The company, which has been in existence since 1899, has a market cap of $18.5 billion. For the new fiscal year, V.F. Corp. expects revenue growth of at least 7% and adjusted earnings-per-share of $3.30 to $3.40, implying 5% growth at the midpoint.
The stock has fallen 39% this year, mostly due to business deceleration and fears that the Fed’s aggressive interest rate hikes made in response to 40-year high inflation may cause a recession.
V.F. Corp. has strong pricing power thanks to its premium footwear and apparel brands. It has also proved resilient to recessions. In addition, V.F. Corp. has an exceptional dividend growth record, with 49 consecutive years of dividend growth. Moreover, the stock is currently offering a nearly 10-year high dividend yield of 4.4%.

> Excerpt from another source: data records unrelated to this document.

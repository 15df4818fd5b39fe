//! # Partition Module
//!
//! Partition discovery over the two schemes found on raw images: MBR (four primary
//! entries plus the EBR linked list inside an extended container) and GPT.  Scanning
//! yields `PartitionRef` value objects in on-disk order; these are never mutated.
//!
//! The OS mount machinery is an external collaborator.  For each mountable partition
//! we only emit a `MountPlan` carrying the image path, a mount point, the byte offset,
//! and an optional size limit; the host turns that into a loopback mount.

pub mod mbr;
pub mod gpt;

use std::fmt;
use log::info;
use crate::bios::bytes::Guid;
use crate::img::Image;
use crate::DYNERR;

/// Enumerates partition scanning errors.  The `Display` trait will print the equivalent long message.
#[derive(thiserror::Error,Debug)]
pub enum Error {
    #[error("sector is truncated")]
    TruncatedSector,
    #[error("bad boot signature")]
    BadSignature,
    #[error("missing GPT header")]
    MissingGptHeader,
    #[error("extended partition chain too long")]
    ChainTooLong,
    #[error("bad GUID string")]
    BadGuidString
}

/// Partitioning scheme found on the image
#[derive(PartialEq,Eq,Clone,Copy,Debug)]
pub enum Scheme {
    Mbr,
    Gpt
}

impl fmt::Display for Scheme {
    fn fmt(&self,f: &mut fmt::Formatter<'_>) -> fmt::Result {
        match self {
            Self::Mbr => write!(f,"MBR"),
            Self::Gpt => write!(f,"GPT")
        }
    }
}

/// Reference to one discovered partition.  MBR partitions carry a type code,
/// GPT partitions carry type and unique GUIDs and possibly a name.
pub struct PartitionRef {
    pub scheme: Scheme,
    /// primaries are 1-4, logicals start at 5, GPT entries are 0-based table slots
    pub index: usize,
    pub type_code: Option<u8>,
    pub type_guid: Option<Guid>,
    pub first_lba: u64,
    pub sector_count: u64,
    pub label: Option<String>,
    /// logical partitions inside an extended container get no size limit when mounted
    logical: bool
}

impl PartitionRef {
    pub fn primary(index: usize,entry: &mbr::PartEntry) -> Self {
        Self {
            scheme: Scheme::Mbr,
            index,
            type_code: Some(entry.type_code()),
            type_guid: None,
            first_lba: entry.first_lba(),
            sector_count: entry.sector_count(),
            label: None,
            logical: false
        }
    }
    pub fn logical(index: usize,type_code: u8,first_lba: u64,sector_count: u64) -> Self {
        Self {
            scheme: Scheme::Mbr,
            index,
            type_code: Some(type_code),
            type_guid: None,
            first_lba,
            sector_count,
            label: None,
            logical: true
        }
    }
    pub fn from_gpt(index: usize,entry: &gpt::GptEntry) -> Self {
        Self {
            scheme: Scheme::Gpt,
            index,
            type_code: None,
            type_guid: Some(entry.type_guid()),
            first_lba: entry.first_lba(),
            sector_count: entry.last_lba() - entry.first_lba() + 1,
            label: Some(entry.name()),
            logical: false
        }
    }
    pub fn offset_bytes(&self) -> u64 {
        self.first_lba * 512
    }
    pub fn size_bytes(&self) -> u64 {
        self.sector_count * 512
    }
    pub fn is_swap(&self) -> bool {
        match self.type_code {
            Some(t) => mbr::SWAP_TYPES.contains(&t),
            None => false
        }
    }
    pub fn is_extended_container(&self) -> bool {
        match self.type_code {
            Some(t) => mbr::EXTENDED_TYPES.contains(&t),
            None => false
        }
    }
    /// Should the mount collaborator attempt this partition?
    /// Swap, extended containers, the GPT protective entry, and GPT types
    /// outside the supported list are all skipped.
    pub fn is_mountable(&self) -> bool {
        match self.scheme {
            Scheme::Mbr => {
                let typ = self.type_code.unwrap_or(0);
                typ != 0 && typ != mbr::GPT_PROTECTIVE && !self.is_swap() && !self.is_extended_container()
            },
            Scheme::Gpt => match &self.type_guid {
                Some(guid) => gpt::is_supported(guid),
                None => false
            }
        }
    }
    /// Build the tuple handed to the host's loopback mounter.
    pub fn mount_plan(&self,image: &str) -> Option<MountPlan> {
        if !self.is_mountable() {
            return None;
        }
        Some(MountPlan {
            image: image.to_string(),
            mountpoint: format!("/media/part{}",self.index),
            offset_bytes: self.offset_bytes(),
            size_limit: match self.logical {
                true => None,
                false => Some(self.size_bytes())
            }
        })
    }
}

/// One loopback mount the host should perform; read-only by construction.
pub struct MountPlan {
    pub image: String,
    pub mountpoint: String,
    pub offset_bytes: u64,
    pub size_limit: Option<u64>
}

impl MountPlan {
    /// Option string for `mount -o`
    pub fn options(&self) -> String {
        match self.size_limit {
            Some(limit) => format!("loop,ro,noatime,offset={},sizelimit={}",self.offset_bytes,limit),
            None => format!("loop,ro,noatime,offset={}",self.offset_bytes)
        }
    }
}

impl fmt::Display for MountPlan {
    fn fmt(&self,f: &mut fmt::Formatter<'_>) -> fmt::Result {
        write!(f,"mount -o {} {} {}",self.options(),self.image,self.mountpoint)
    }
}

/// Identify the partition scheme and enumerate all partitions in on-disk order.
/// MBR extended containers are walked for their logical partitions.
pub fn scan_partitions(img: &mut dyn Image) -> Result<(Scheme,Vec<PartitionRef>),DYNERR> {
    let sector = img.read_sectors(0,1)?;
    let boot = mbr::Mbr::from_bytes(&sector)?;
    if !boot.valid_signature() {
        return Err(Box::new(Error::BadSignature));
    }
    if boot.is_protective() {
        info!("protective MBR found, scanning GPT");
        return Ok((Scheme::Gpt,gpt::scan(img)?));
    }
    let mut ans: Vec<PartitionRef> = Vec::new();
    let mut next_logical = 5;
    for i in 0..4 {
        let entry = boot.entry(i);
        if entry.is_empty() {
            continue;
        }
        ans.push(PartitionRef::primary(i+1,entry));
        if mbr::EXTENDED_TYPES.contains(&entry.type_code()) {
            info!("found an extended partition at sector {}",entry.first_lba());
            let mut logicals = mbr::walk_extended(img,entry.first_lba(),next_logical)?;
            next_logical += logicals.len();
            ans.append(&mut logicals);
        }
    }
    Ok((Scheme::Mbr,ans))
}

Given its healthy payout ratio of 59%, its rock-solid balance sheet, and its promising growth prospects, the company is likely to continue raising its dividend for many more years. It thus offers an attractive entry point for income-oriented investors.
The pandemic caused a 51% decline in earnings-per-share in 2020 but the company is now recovering strongly from the pandemic. We expect it to grow its bottom line by 7.0% per year on average over the next five years.
The shares are now trading at 13.3 times expected earnings. This valuation multiple is much lower than our assumed fair price-to-earnings ratio of 19.0.
We expect the stock to revert to its fair valuation level over the next five years. In such a case, the stock would enjoy a 7.4% annualized gain from valuation. When combined with a 7.0% growth rate and a 4.4% dividend yield, expected total returns come to 17.6% per year over the next five years.